Is Bouguereau redeemable for our day and age? Obviously, exhibitions would not be created and toured if everyone thought there was nothing worth seeing in them, and collectors continue to purchase the artist’s work when it comes up at auction. An 1889 oil Chansons de Printemps fetched $3,615,000 at a sale at Christie’s last October, and other works by the artist have sold in the $2–3 million range in recent years.
Perhaps Bouguereau and Alma-Tadema (and others following their lead in the late nineteenth century) represent the bad conscience of well-heeled Peeping Toms for whom art offered an opportunity to contemplate what society otherwise scorns—“I can be that centaur dragging off that buxom maiden.” Picasso, especially in his late period, engaged in similar fantasies. Renoir created countless images of plump women bathing, to the point that one almost wants to tap the artist on the shoulder and tell him that maybe he should find something else to paint and let the poor woman clean herself in peace. At least these nudes of Renoir and Picasso are balanced out by other artistic ambitions, such as Picasso’s efforts to capture his fears of declining powers and death and Renoir’s goal of capturing flickers of light and color.
I’m not convinced that our own age is any more enlightened when it comes to the essential naughtiness into which Alma-Tadema and Bouguereau were tapping. We simply are more ironic, more aware of our interest in gawking at female flesh and then commenting on what we are doing. The distorted female torsos in the works of John Currin and Lisa Yuskavage, just to name two contemporary painters, permit us to feel clever because we know this is how women have been seen in patriarchal societies. The photorealist painter John Kacere, who died in 1999, is perhaps the closest heir to Alma-Tadema with his depictions of women’s midriffs in semi-transparent underpants: this is how the advertising industry has compartmentalized the female body. And then of course there’s the Bouguereau of our day, Jeff Koons, with his ceramic women and photorealistic porno-paintings, whose works regularly sell for millions and millions and millions.

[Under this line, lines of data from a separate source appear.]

use crate::circuit::CircuitState;
use crate::events::CircuitBreakerEvent;
use std::sync::Arc;
use std::time::Duration;
use storage_resilience_core::{EventListener, EventListeners, FnListener, SharedClock, TokioClock};

/// Configuration shared by every circuit in a registry.
pub struct CircuitBreakerConfig {
    pub(crate) failure_threshold: u32,
    pub(crate) reset_timeout: Duration,
    pub(crate) count_unknown_failures: bool,
    pub(crate) clock: SharedClock,
    pub(crate) event_listeners: EventListeners<CircuitBreakerEvent>,
}

impl CircuitBreakerConfig {
    /// Creates a new configuration builder.
    pub fn builder() -> CircuitBreakerConfigBuilder {
        CircuitBreakerConfigBuilder::new()
    }

    /// Consecutive failures that trip a CLOSED circuit.
    pub fn failure_threshold(&self) -> u32 {
        self.failure_threshold
    }

    /// How long an OPEN circuit waits before admitting a probe.
    pub fn reset_timeout(&self) -> Duration {
        self.reset_timeout
    }

    /// Whether unclassifiable failures count toward the threshold.
    pub fn count_unknown_failures(&self) -> bool {
        self.count_unknown_failures
    }

    /// Attaches another listener to an already built configuration.
    pub fn add_listener<L>(&mut self, listener: L)
    where
        L: EventListener<CircuitBreakerEvent> + 'static,
    {
        self.event_listeners.add(listener);
    }
}

impl Default for CircuitBreakerConfig {
    fn default() -> Self {
        CircuitBreakerConfigBuilder::new().build()
    }
}

impl std::fmt::Debug for CircuitBreakerConfig {
    fn fmt(&self, f: &mut std::fmt::Formatter<'_>) -> std::fmt::Result {
        f.debug_struct("CircuitBreakerConfig")
            .field("failure_threshold", &self.failure_threshold)
            .field("reset_timeout", &self.reset_timeout)
            .field("count_unknown_failures", &self.count_unknown_failures)
            .field("listeners", &self.event_listeners.len())
            .finish()
    }
}

/// Builder for [`CircuitBreakerConfig`].
pub struct CircuitBreakerConfigBuilder {
    failure_threshold: u32,
    reset_timeout: Duration,
    count_unknown_failures: bool,
    clock: SharedClock,
    event_listeners: EventListeners<CircuitBreakerEvent>,
}

impl Default for CircuitBreakerConfigBuilder {
    fn default() -> Self {
        Self::new()
    }
}

impl CircuitBreakerConfigBuilder {
    /// Creates a new builder with default values.
    pub fn new() -> Self {
        Self {
            failure_threshold: 5,
            reset_timeout: Duration::from_secs(30),
            count_unknown_failures: false,
            clock: Arc::new(TokioClock),
            event_listeners: EventListeners::new(),
        }
    }

    /// Sets how many consecutive failures open the circuit.
    ///
    /// A threshold of zero is treated as one.
    ///
    /// Default: 5
    pub fn failure_threshold(mut self, threshold: u32) -> Self {
        self.failure_threshold = threshold.max(1);
        self
    }

    /// Sets how long the circuit stays OPEN before a probe call is allowed.
    ///
    /// Default: 30 seconds
    pub fn reset_timeout(mut self, timeout: Duration) -> Self {
        self.reset_timeout = timeout;
        self
    }

    /// Counts `Unknown`-category failures toward the threshold.
    ///
    /// Default: false
    pub fn count_unknown_failures(mut self, enabled: bool) -> Self {
        self.count_unknown_failures = enabled;
        self
    }

    /// Replaces the time source.
    ///
    /// Default: [`TokioClock`]
    pub fn clock(mut self, clock: SharedClock) -> Self {
        self.clock = clock;
        self
    }

    /// Registers an arbitrary listener for every circuit event.
    pub fn listener<L>(mut self, listener: L) -> Self
    where
        L: EventListener<CircuitBreakerEvent> + 'static,
    {
        self.event_listeners.add(listener);
        self
    }

    /// Registers a callback for state transitions.
    ///
    /// Called with the resource key, the previous state and the new state.
    ///
    /// ```rust
    /// use storage_resilience_circuitbreaker::{CircuitBreakerConfig, CircuitState};
    ///
    /// let config = CircuitBreakerConfig::builder()
    ///     .on_state_transition(|resource, from, to| {
    ///         if to == CircuitState::Open {
    ///             eprintln!("{resource}: circuit opened (was {from})");
    ///         }
    ///     })
    ///     .build();
    /// # let _ = config;
    /// ```
    pub fn on_state_transition<F>(mut self, f: F) -> Self
    where
        F: Fn(&str, CircuitState, CircuitState) + Send + Sync + 'static,
    {
        self.event_listeners
            .add(FnListener::new(move |event: &CircuitBreakerEvent| {
                if let CircuitBreakerEvent::StateTransition {
                    resource,
                    from_state,
                    to_state,
                    ..
                } = event
                {
                    f(resource, *from_state, *to_state);
                }
            }));
        self
    }

    /// Registers a callback for calls rejected by an open circuit.
    pub fn on_call_rejected<F>(mut self, f: F) -> Self
    where
        F: Fn(&str) + Send + Sync + 'static,
    {
        self.event_listeners
            .add(FnListener::new(move |event: &CircuitBreakerEvent| {
                if let CircuitBreakerEvent::CallRejected { resource, .. } = event {
                    f(resource);
                }
            }));
        self
    }

    /// Builds the configuration.
    pub fn build(self) -> CircuitBreakerConfig {
        CircuitBreakerConfig {
            failure_threshold: self.failure_threshold,
            reset_timeout: self.reset_timeout,
            count_unknown_failures: self.count_unknown_failures,
            clock: self.clock,
            event_listeners: self.event_listeners,
        }
    }
}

To a certain degree, staring at the naked body and wrapping our thoughts with something more ennobling is the history of art. Art gives viewers permission to stare, which in other contexts is seen as rude. The art historian Kenneth Clark sought to place the nude at the pinnacle of artistic creation, a celebration of humanistic values and the expression of emotional states as seen in the poses and musculature of the figure. More recent feminist art scholars have blurred Clark’s distinction between nude and naked, viewing all unclad bodies as opportunities to exalt the male and salivate over the female, in what is called the “male gaze.” Clothing represents a different sort of challenge for artists. Garments reveal the status of the subject and offer an opportunity for the artist to show how skillful he (or she) is at rendering the look and feel of various textures. Clothing also adds to titillation, with plunging necklines or tears offering hints at pleasures that await, regardless of what actually is taking place in the painted image. Delacroix’s, Liberty Leading the People (1830), commemorating the July Revolution of that year in France, presents us with a woman holding a torn tricolor flag and exhorting her followers to join battle, all the while showing no particular awareness that her top has slipped down to reveal a breast.